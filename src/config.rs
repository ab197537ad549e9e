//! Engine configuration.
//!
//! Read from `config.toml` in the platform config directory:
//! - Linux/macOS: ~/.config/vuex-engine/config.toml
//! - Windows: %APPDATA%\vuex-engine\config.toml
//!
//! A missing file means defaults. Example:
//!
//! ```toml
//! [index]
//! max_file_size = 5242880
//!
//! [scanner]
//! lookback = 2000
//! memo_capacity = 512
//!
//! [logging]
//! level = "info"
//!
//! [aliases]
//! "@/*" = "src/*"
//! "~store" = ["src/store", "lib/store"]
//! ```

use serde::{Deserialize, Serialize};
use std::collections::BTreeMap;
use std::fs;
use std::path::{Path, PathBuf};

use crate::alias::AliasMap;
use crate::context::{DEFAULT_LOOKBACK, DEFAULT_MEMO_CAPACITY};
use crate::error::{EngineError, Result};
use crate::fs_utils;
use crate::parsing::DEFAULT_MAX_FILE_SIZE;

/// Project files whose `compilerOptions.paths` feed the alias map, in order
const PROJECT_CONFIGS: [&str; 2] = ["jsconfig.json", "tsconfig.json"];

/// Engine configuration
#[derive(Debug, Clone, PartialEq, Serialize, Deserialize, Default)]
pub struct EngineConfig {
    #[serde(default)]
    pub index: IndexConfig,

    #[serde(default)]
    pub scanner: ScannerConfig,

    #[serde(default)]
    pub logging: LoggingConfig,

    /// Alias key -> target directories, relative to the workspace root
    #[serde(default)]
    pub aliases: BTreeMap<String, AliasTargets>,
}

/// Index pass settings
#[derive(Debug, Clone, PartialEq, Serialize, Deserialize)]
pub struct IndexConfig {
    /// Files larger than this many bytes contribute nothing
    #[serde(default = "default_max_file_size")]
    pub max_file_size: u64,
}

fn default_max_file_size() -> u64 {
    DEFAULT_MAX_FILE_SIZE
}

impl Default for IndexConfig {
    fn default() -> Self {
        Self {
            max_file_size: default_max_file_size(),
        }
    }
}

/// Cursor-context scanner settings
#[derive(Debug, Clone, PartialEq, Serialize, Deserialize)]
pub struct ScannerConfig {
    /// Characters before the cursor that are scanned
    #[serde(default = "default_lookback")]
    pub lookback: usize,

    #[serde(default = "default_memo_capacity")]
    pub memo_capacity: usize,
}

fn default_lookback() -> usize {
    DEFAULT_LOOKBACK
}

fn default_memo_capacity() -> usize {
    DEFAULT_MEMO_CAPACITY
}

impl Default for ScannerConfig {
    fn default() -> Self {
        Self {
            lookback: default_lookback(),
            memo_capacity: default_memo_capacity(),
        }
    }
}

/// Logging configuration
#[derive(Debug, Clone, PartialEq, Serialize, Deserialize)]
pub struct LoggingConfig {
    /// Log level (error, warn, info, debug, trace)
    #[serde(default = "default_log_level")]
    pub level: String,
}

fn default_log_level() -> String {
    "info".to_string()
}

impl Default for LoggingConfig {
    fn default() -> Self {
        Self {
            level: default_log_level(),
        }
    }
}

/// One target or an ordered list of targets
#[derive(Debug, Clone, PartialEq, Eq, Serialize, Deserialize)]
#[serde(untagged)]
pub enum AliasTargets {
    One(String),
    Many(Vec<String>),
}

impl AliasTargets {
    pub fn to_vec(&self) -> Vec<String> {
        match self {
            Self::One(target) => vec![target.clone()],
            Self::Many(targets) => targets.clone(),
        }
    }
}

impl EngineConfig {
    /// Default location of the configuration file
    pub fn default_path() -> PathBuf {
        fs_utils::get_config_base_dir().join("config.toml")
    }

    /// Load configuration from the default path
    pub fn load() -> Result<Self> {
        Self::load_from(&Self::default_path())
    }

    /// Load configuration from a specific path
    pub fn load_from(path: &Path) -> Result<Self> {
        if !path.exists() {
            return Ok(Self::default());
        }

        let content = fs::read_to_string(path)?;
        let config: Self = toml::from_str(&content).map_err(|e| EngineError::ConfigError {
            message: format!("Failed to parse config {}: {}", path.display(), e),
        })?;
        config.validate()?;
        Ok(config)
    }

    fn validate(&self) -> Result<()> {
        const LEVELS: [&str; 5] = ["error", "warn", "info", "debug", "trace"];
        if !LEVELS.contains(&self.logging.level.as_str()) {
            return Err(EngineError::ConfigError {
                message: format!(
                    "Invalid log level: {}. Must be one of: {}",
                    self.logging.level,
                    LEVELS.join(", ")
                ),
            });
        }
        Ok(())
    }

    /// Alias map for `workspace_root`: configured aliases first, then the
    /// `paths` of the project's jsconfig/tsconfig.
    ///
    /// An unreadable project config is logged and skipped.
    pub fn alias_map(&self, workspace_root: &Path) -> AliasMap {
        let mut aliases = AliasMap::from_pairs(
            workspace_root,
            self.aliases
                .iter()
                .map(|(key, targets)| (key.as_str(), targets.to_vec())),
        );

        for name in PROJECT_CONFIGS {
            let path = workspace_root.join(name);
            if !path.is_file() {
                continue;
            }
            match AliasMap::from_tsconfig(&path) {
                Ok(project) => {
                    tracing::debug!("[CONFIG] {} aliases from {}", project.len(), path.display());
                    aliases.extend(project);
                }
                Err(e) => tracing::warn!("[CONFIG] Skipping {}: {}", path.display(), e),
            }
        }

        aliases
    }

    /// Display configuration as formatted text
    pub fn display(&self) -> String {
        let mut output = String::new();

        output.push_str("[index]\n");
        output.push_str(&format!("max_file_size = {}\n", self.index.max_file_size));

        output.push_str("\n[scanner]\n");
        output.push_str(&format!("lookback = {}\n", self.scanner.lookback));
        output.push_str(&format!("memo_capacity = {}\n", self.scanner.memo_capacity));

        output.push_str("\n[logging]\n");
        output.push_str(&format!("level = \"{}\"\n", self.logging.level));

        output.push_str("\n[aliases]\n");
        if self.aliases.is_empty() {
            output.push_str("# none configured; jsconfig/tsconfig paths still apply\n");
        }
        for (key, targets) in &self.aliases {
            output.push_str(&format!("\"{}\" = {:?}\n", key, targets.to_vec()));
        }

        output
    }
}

==*==

▶ [Work item]
Retype the entries shown above. Keep every word exactly as it is.

▶ [Task result]
filename src/config.rs
repository ab197537ad549e9e
//! Engine configuration.
//!
//! Read from `config.toml` in the platform config directory:
//! - Linux/macOS: ~/.config/vuex-engine/config.toml
//! - Windows: %APPDATA%\vuex-engine\config.toml
//!
//! A missing file means defaults. Example:
//!
//! ```toml
//! [index]
//! max_file_size = 5242880
//!
//! [scanner]
//! lookback = 2000
//! memo_capacity = 512
//!
//! [logging]
//! level = "info"
//!
//! [aliases]
//! "@/*" = "src/*"
//! "~store" = ["src/store", "lib/store"]
//! ```

use serde::{Deserialize, Serialize};
use std::collections::BTreeMap;
use std::fs;
use std::path::{Path, PathBuf};

use crate::alias::AliasMap;
use crate::context::{DEFAULT_LOOKBACK, DEFAULT_MEMO_CAPACITY};
use crate::error::{EngineError, Result};
use crate::fs_utils;
use crate::parsing::DEFAULT_MAX_FILE_SIZE;

/// Project files whose `compilerOptions.paths` feed the alias map, in order
const PROJECT_CONFIGS: [&str; 2] = ["jsconfig.json", "tsconfig.json"];

/// Engine configuration
#[derive(Debug, Clone, PartialEq, Serialize, Deserialize, Default)]
pub struct EngineConfig {
    #[serde(default)]
    pub index: IndexConfig,

    #[serde(default)]
    pub scanner: ScannerConfig,

    #[serde(default)]
    pub logging: LoggingConfig,

    /// Alias key -> target directories, relative to the workspace root
    #[serde(default)]
    pub aliases: BTreeMap<String, AliasTargets>,
}

/// Index pass settings
#[derive(Debug, Clone, PartialEq, Serialize, Deserialize)]
pub struct IndexConfig {
    /// Files larger than this many bytes contribute nothing
    #[serde(default = "default_max_file_size")]
    pub max_file_size: u64,
}

fn default_max_file_size() -> u64 {
    DEFAULT_MAX_FILE_SIZE
}

impl Default for IndexConfig {
    fn default() -> Self {
        Self {
            max_file_size: default_max_file_size(),
        }
    }
}

/// Cursor-context scanner settings
#[derive(Debug, Clone, PartialEq, Serialize, Deserialize)]
pub struct ScannerConfig {
    /// Characters before the cursor that are scanned
    #[serde(default = "default_lookback")]
    pub lookback: usize,

    #[serde(default = "default_memo_capacity")]
    pub memo_capacity: usize,
}

fn default_lookback() -> usize {
    DEFAULT_LOOKBACK
}

fn default_memo_capacity() -> usize {
    DEFAULT_MEMO_CAPACITY
}

impl Default for ScannerConfig {
    fn default() -> Self {
        Self {
            lookback: default_lookback(),
            memo_capacity: default_memo_capacity(),
        }
    }
}

/// Logging configuration
#[derive(Debug, Clone, PartialEq, Serialize, Deserialize)]
pub struct LoggingConfig {
    /// Log level (error, warn, info, debug, trace)
    #[serde(default = "default_log_level")]
    pub level: String,
}

fn default_log_level() -> String {
    "info".to_string()
}

impl Default for LoggingConfig {
    fn default() -> Self {
        Self {
            level: default_log_level(),
        }
    }
}

/// One target or an ordered list of targets
#[derive(Debug, Clone, PartialEq, Eq, Serialize, Deserialize)]
#[serde(untagged)]
pub enum AliasTargets {
    One(String),
    Many(Vec<String>),
}

impl AliasTargets {
    pub fn to_vec(&self) -> Vec<String> {
        match self {
            Self::One(target) => vec![target.clone()],
            Self::Many(targets) => targets.clone(),
        }
    }
}

impl EngineConfig {
    /// Default location of the configuration file
    pub fn default_path() -> PathBuf {
        fs_utils::get_config_base_dir().join("config.toml")
    }

    /// Load configuration from the default path
    pub fn load() -> Result<Self> {
        Self::load_from(&Self::default_path())
    }

    /// Load configuration from a specific path
    pub fn load_from(path: &Path) -> Result<Self> {
        if !path.exists() {
            return Ok(Self::default());
        }

        let content = fs::read_to_string(path)?;
        let config: Self = toml::from_str(&content).map_err(|e| EngineError::ConfigError {
            message: format!("Failed to parse config {}: {}", path.display(), e),
        })?;
        config.validate()?;
        Ok(config)
    }

    fn validate(&self) -> Result<()> {
        const LEVELS: [&str; 5] = ["error", "warn", "info", "debug", "trace"];
        if !LEVELS.contains(&self.logging.level.as_str()) {
            return Err(EngineError::ConfigError {
                message: format!(
                    "Invalid log level: {}. Must be one of: {}",
                    self.logging.level,
                    LEVELS.join(", ")
                ),
            });
        }
        Ok(())
    }

    /// Alias map for `workspace_root`: configured aliases first, then the
    /// `paths` of the project's jsconfig/tsconfig.
    ///
    /// An unreadable project config is logged and skipped.
    pub fn alias_map(&self, workspace_root: &Path) -> AliasMap {
        let mut aliases = AliasMap::from_pairs(
            workspace_root,
            self.aliases
                .iter()
                .map(|(key, targets)| (key.as_str(), targets.to_vec())),
        );

        for name in PROJECT_CONFIGS {
            let path = workspace_root.join(name);
            if !path.is_file() {
                continue;
            }
            match AliasMap::from_tsconfig(&path) {
                Ok(project) => {
                    tracing::debug!("[CONFIG] {} aliases from {}", project.len(), path.display());
                    aliases.extend(project);
                }
                Err(e) => tracing::warn!("[CONFIG] Skipping {}: {}", path.display(), e),
            }
        }

        aliases
    }

    /// Display configuration as formatted text
    pub fn display(&self) -> String {
        let mut output = String::new();

        output.push_str("[index]\n");
        output.push_str(&format!("max_file_size = {}\n", self.index.max_file_size));

        output.push_str("\n[scanner]\n");
        output.push_str(&format!("lookback = {}\n", self.scanner.lookback));
        output.push_str(&format!("memo_capacity = {}\n", self.scanner.memo_capacity));

        output.push_str("\n[logging]\n");
        output.push_str(&format!("level = \"{}\"\n", self.logging.level));

        output.push_str("\n[aliases]\n");
        if self.aliases.is_empty() {
            output.push_str("# none configured; jsconfig/tsconfig paths still apply\n");
        }
        for (key, targets) in &self.aliases {
            output.push_str(&format!("\"{}\" = {:?}\n", key, targets.to_vec()));
        }

        output
    }
}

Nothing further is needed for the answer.